Expressing his support for Mr. Thomson's preparations to assume the presidency on 13 September, Mr. Lykketoft said that much work remained to be done during the current session, including preparing for a high-level event on large movements of refugees and migrants in September, and further informal dialogues with candidates for the position of Secretary-General, as necessary.
Congratulating Mr. Thomson on his new role, Secretary-General Ban Ki-moon highlighted that the President-elect brings a broad perspective to his new post, having years of experience in the international arena, both working for the Government of Fiji and in the private sector.
“I am confident that he will seek the views of others to forge consensus. As the new President-elect once said, 'Progress at the United Nations does not emanate from adversarial corners, but from cooperation by those who meet in the middle,” Mr. Ban said.
The Secretary-General noted that during Mr. Thomson's posting as Permanent Representative, he made his mark as Chairman of the Group of 77 and China.
Mr. Ban also said that Mr. Thomson gained extensive knowledge of the UN development system as Chair of the Executive Board of the UN Development Programme (UNDP), the UN Population Fund (UNFPA) and the UN Office for Project Services (UNOPS). Moreover, Mr. Ban highlighted Mr. Thomson's experience as Vice President of the General Assembly from 2010 to 2011.
“In addition to his staunch commitment to development, the new President-elect brings the very valuable perspective of a small island developing State to this post. He is a staunch advocate of both sustainable development and climate action. I count on him to help us carry out both the 2030 Agenda and the Paris Agreement on climate change,” the Secretary-General said.
The UN chief also said that Mr. Thomson will have an opportunity to build on the “extraordinary progress” seen under the leadership of Mr. Lykketoft.
“At this time, I would like to take this opportunity to particularly commend Mr.

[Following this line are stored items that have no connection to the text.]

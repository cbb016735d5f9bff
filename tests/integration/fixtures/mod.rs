// Known inputs and expected TSV outputs for golden-file tests
// Format: index<TAB>type<TAB>location<TAB>length<TAB>text[<TAB>link]

/// One mention, one hashtag and one bare URL
pub const SIMPLE_TEXT: &str =
    "Ping @alice about #release, notes at https://example.com/releases/v2 ok";

/// Default run: URLs are kept whole
pub const SIMPLE_EXPECTED: &str = "0\turl\t37\t31\thttps://example.com/releases/v2\thttps://example.com/releases/v2
1\tmention\t4\t7\talice
2\thashtag\t17\t9\trelease";

/// `--max-url-length 12 --ellipsis ...`
pub const SIMPLE_SHORTENED_EXPECTED: &str = "0\turl\t37\t12\thttps://e...\thttps://example.com/releases/v2
1\tmention\t4\t7\talice
2\thashtag\t17\t9\trelease";

/// Labeled and explicit links ahead of a mention, so the mention moves
pub const LINKS_TEXT: &str = "[Docs](https://docs.rs/regex) and <https://crates.io|crates> by @carol";

/// After rewriting: "Docs and crates by @carol"
pub const LINKS_EXPECTED: &str = "0\turl\t0\t4\tDocs\thttps://docs.rs/regex
1\turl\t9\t6\tcrates\thttps://crates.io
2\tmention\t18\t7\tcarol";

/// Config with a custom ticket rule and a mention blocklist
pub const TICKET_CONFIG: &str = r#"
enabled = ["mention", "custom:ticket"]

[[custom]]
id = "ticket"
pattern = '\sT-\d+'

[filters]
mention_blocklist = ["bot"]
"#;

pub const TICKET_TEXT: &str = "@bot closed T-9 for @dana";

pub const TICKET_EXPECTED: &str = "0\tmention\t19\t6\tdana
1\tcustom:ticket\t11\t4\tT-9";
// WHY: Inclusion predicates applied to candidate tokens before an element is emitted

use std::collections::HashSet;

/// Decides whether a normalized token becomes an element
pub trait FilterPredicate {
    fn accepts(&self, token: &str) -> bool;
}

impl<F> FilterPredicate for F
where
    F: Fn(&str) -> bool,
{
    fn accepts(&self, token: &str) -> bool {
        self(token)
    }
}

/// Evaluate an optional predicate; no predicate accepts everything
pub fn accepts(predicate: Option<&dyn FilterPredicate>, token: &str) -> bool {
    predicate.map_or(true, |p| p.accepts(token))
}

/// Case-sensitive set of tokens that must never become elements
#[derive(Debug, Clone, Default)]
pub struct Blocklist {
    blocked: HashSet<String>,
}

impl Blocklist {
    pub fn new<I, S>(tokens: I) -> Self
    where
        I: IntoIterator<Item = S>,
        S: Into<String>,
    {
        Self {
            blocked: tokens.into_iter().map(Into::into).collect(),
        }
    }

    pub fn is_blocked(&self, token: &str) -> bool {
        self.blocked.contains(token)
    }

    pub fn is_empty(&self) -> bool {
        self.blocked.is_empty()
    }

    pub fn len(&self) -> usize {
        self.blocked.len()
    }
}

impl FilterPredicate for Blocklist {
    fn accepts(&self, token: &str) -> bool {
        !self.is_blocked(token)
    }
}
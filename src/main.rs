use anyhow::Result;
use clap::{Parser, ValueEnum};
use std::path::PathBuf;
use tracing::{info, Level};

use linkspan::input::read_text;
use linkspan::{EntityType, ExtractorConfig};

#[derive(Debug, Clone, Copy, ValueEnum)]
enum OutputFormat {
    /// One tab separated line per element
    Tsv,
    /// Rewritten text and elements as a JSON document
    Json,
}

#[derive(Parser, Debug)]
#[command(name = "linkspan")]
#[command(about = "Extract mentions, hashtags, URLs and custom entities from text")]
#[command(version)]
struct Args {
    /// Input file; reads stdin when omitted
    input: Option<PathBuf>,

    /// Comma separated entity types (mention, hashtag, url, custom:<id>)
    #[arg(long, value_delimiter = ',')]
    types: Option<Vec<String>>,

    /// Longest URL display text in user-perceived characters
    #[arg(long)]
    max_url_length: Option<usize>,

    /// Marker appended to shortened URLs, counted inside the limit
    #[arg(long)]
    ellipsis: Option<String>,

    /// TOML configuration file
    #[arg(long)]
    config: Option<PathBuf>,

    /// Output format
    #[arg(long, value_enum, default_value = "tsv")]
    format: OutputFormat,

    /// Log extraction details to stderr
    #[arg(long)]
    verbose: bool,
}

#[tokio::main]
async fn main() -> Result<()> {
    let args = Args::parse();

    // Logs go to stderr so stdout stays machine readable
    tracing_subscriber::fmt()
        .with_target(false)
        .with_max_level(if args.verbose { Level::DEBUG } else { Level::WARN })
        .with_writer(std::io::stderr)
        .json()
        .init();

    info!(?args, "Parsed CLI arguments");

    let mut config = match &args.config {
        Some(path) => ExtractorConfig::load_async(path).await?,
        None => ExtractorConfig::default(),
    };
    if let Some(types) = &args.types {
        let parsed = types
            .iter()
            .map(|name| name.parse::<EntityType>())
            .collect::<Result<Vec<_>>>()?;
        config.enabled = Some(parsed);
    }
    if args.max_url_length.is_some() {
        config.url_max_length = args.max_url_length;
    }
    if args.ellipsis.is_some() {
        config.url_ellipsis = args.ellipsis.clone();
    }

    let extractor = config.build()?;
    let text = read_text(args.input.as_deref()).await?;
    info!("Read {} bytes of input", text.len());

    let extraction = extractor.extract(&text);
    match args.format {
        OutputFormat::Tsv => {
            for (index, element) in extraction.elements.iter().enumerate() {
                println!("{}", element.format_tsv(index));
            }
        }
        OutputFormat::Json => {
            println!("{}", serde_json::to_string_pretty(&extraction)?);
        }
    }

    info!("Emitted {} elements", extraction.elements.len());
    Ok(())
}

Lykketoft for his many important initiatives,” the Secretary-General said.
“Already this month, the Assembly has adopted an action-oriented political declaration on ending AIDS. He has convened thematic debates on pressing global challenges – and he has travelled to the frontlines of crisis,” he added.

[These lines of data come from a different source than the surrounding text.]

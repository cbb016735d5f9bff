// WHY: Multi-type entry point; URL rewriting runs first so every other type scans the final text

use serde::Serialize;
use std::collections::HashMap;
use std::fmt;
use tracing::debug;

use crate::builder::{ElementBuilder, FilterPredicate, ShortenOptions};
use crate::entity::{ElementResult, EntityType, TextRange};
use crate::rules::RuleSet;

/// Predicate shareable across threads together with the extractor
pub type SharedPredicate = Box<dyn FilterPredicate + Send + Sync>;

/// Text after URL rewriting and every element found in it
#[derive(Debug, Clone, PartialEq, Eq, Serialize)]
pub struct Extraction {
    pub text: String,
    pub elements: Vec<ElementResult>,
}

impl Extraction {
    /// Elements of one type, in scan order
    pub fn of_type<'a>(
        &'a self,
        entity_type: &'a EntityType,
    ) -> impl Iterator<Item = &'a ElementResult> + 'a {
        self.elements
            .iter()
            .filter(move |element| &element.entity_type == entity_type)
    }
}

/// Runs every enabled entity type over a text
pub struct Extractor {
    rules: RuleSet,
    enabled: Vec<EntityType>,
    shorten: ShortenOptions,
    filters: HashMap<EntityType, SharedPredicate>,
}

impl fmt::Debug for Extractor {
    fn fmt(&self, f: &mut fmt::Formatter<'_>) -> fmt::Result {
        f.debug_struct("Extractor")
            .field("enabled", &self.enabled)
            .field("shorten", &self.shorten)
            .field("filtered_types", &self.filters.keys().collect::<Vec<_>>())
            .finish()
    }
}

impl Extractor {
    /// Extractor for the default types with no shortening and no filters
    pub fn new(rules: RuleSet) -> Self {
        Self {
            rules,
            enabled: EntityType::defaults(),
            shorten: ShortenOptions::default(),
            filters: HashMap::new(),
        }
    }

    /// Types to extract; duplicates are dropped, first occurrence wins
    pub fn with_enabled_types(mut self, types: Vec<EntityType>) -> Self {
        let mut enabled: Vec<EntityType> = Vec::with_capacity(types.len());
        for entity_type in types {
            if !enabled.contains(&entity_type) {
                enabled.push(entity_type);
            }
        }
        self.enabled = enabled;
        self
    }

    pub fn with_shorten_options(mut self, shorten: ShortenOptions) -> Self {
        self.shorten = shorten;
        self
    }

    /// Predicate for one type; URLs on the shortening path are never filtered
    pub fn with_filter<P>(mut self, entity_type: EntityType, predicate: P) -> Self
    where
        P: FilterPredicate + Send + Sync + 'static,
    {
        self.filters.insert(entity_type, Box::new(predicate));
        self
    }

    pub fn enabled_types(&self) -> &[EntityType] {
        &self.enabled
    }

    pub fn shorten_options(&self) -> &ShortenOptions {
        &self.shorten
    }

    /// Extract over the whole text
    pub fn extract(&self, text: &str) -> Extraction {
        self.extract_range(text, TextRange::full(text))
    }

    /// Extract within `range`
    ///
    /// URL elements come first when enabled, followed by each other enabled
    /// type in order. All ranges index into [`Extraction::text`].
    ///
    /// Rules still see the text before `range`, so a leading boundary such as
    /// `(?:^|\s)` in the default mention, hashtag and URL rules must itself lie
    /// inside the range. A token starting exactly at `range.location > 0` is not
    /// matched unless the range also covers the character before it.
    pub fn extract_range(&self, text: &str, range: TextRange) -> Extraction {
        let builder = ElementBuilder::new(&self.rules);
        let mut range = range.clamp_to(text);
        let mut current = text.to_string();
        let mut elements = Vec::new();

        if self.enabled.contains(&EntityType::Url) {
            let rewrite = builder.create_url_elements(&current, range, &self.shorten);
            // edits stay inside the range, so the tail after it keeps its length
            let tail = current.len() - range.end();
            range = TextRange::from_bounds(range.location, rewrite.text.len() - tail);
            current = rewrite.text;
            elements.extend(rewrite.elements);
        }

        for entity_type in self.enabled.iter().filter(|t| **t != EntityType::Url) {
            let predicate = self
                .filters
                .get(entity_type)
                .map(|p| &**p as &dyn FilterPredicate);
            let found = builder.create_elements(entity_type, &current, range, predicate);
            debug!("Found {} {} elements", found.len(), entity_type);
            elements.extend(found);
        }

        debug!(
            "Extracted {} elements, text length {} -> {}",
            elements.len(),
            text.len(),
            current.len()
        );
        Extraction {
            text: current,
            elements,
        }
    }
}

Mr. Ban also noted that Mr. Lykketoft has brought new transparency to the selection process for the next Secretary-General.
“This has drawn unprecedented and very welcome attention around the world,” Mr. Ban said.
Made up of all the 193 Member States of the UN, the General Assembly provides a forum for multilateral discussion of the full spectrum of international issues covered by the UN Charter. It meets in regular session intensively from September to December each year, and thereafter as required.
65 million people displaced in 2015, says UN
GENEVA, June 20: The UN refugee agency says persecution and conflict in places like Syria and Afghanistan raised the total number of refugees and internally displaced people worldwide to a record 65.3 million at the end of last year.
The previous year, 2014, had already seen the highest number of refugees worldwide since World War II, with 60 million displaced people. But last year — when Europe staggered under the arrival of large numbers of migrants — topped that record by nearly 10 percent, the UNHCR said Monday in unveiling its annual Global Trends Report.
The Geneva-based agency urged leaders from Europe and elsewhere to do more to end the wars that are fanning the exodus of people from their homelands.
“I hope that the message carried by those forcibly displaced reaches the leaderships: We need action, political action, to stop conflicts,” said Filippo Grandi, the UN High Commissioner for Refugees. “The message that they have carried is: ‘If you don’t solve problems, problems will come to you.’”
With stark detail, UNHCR said that on average, 24 people had been displaced every minute of every day last year — or 34,000 people a day — up from 6 every minute in 2005. Global displacement has roughly doubled since 1997, and risen by 50 percent since 2011 alone — when the Syria war began.
More than half of all refugees came from three countries: Syria, Afghanistan and Somalia.
Turkey was the “top host” country for the second year running, taking in 2.5 million people — nearly all from neighboring Syria. Afghan neighbor Pakistan had 1.6 million, while Lebanon, next to Syria, hosted 1.1 million.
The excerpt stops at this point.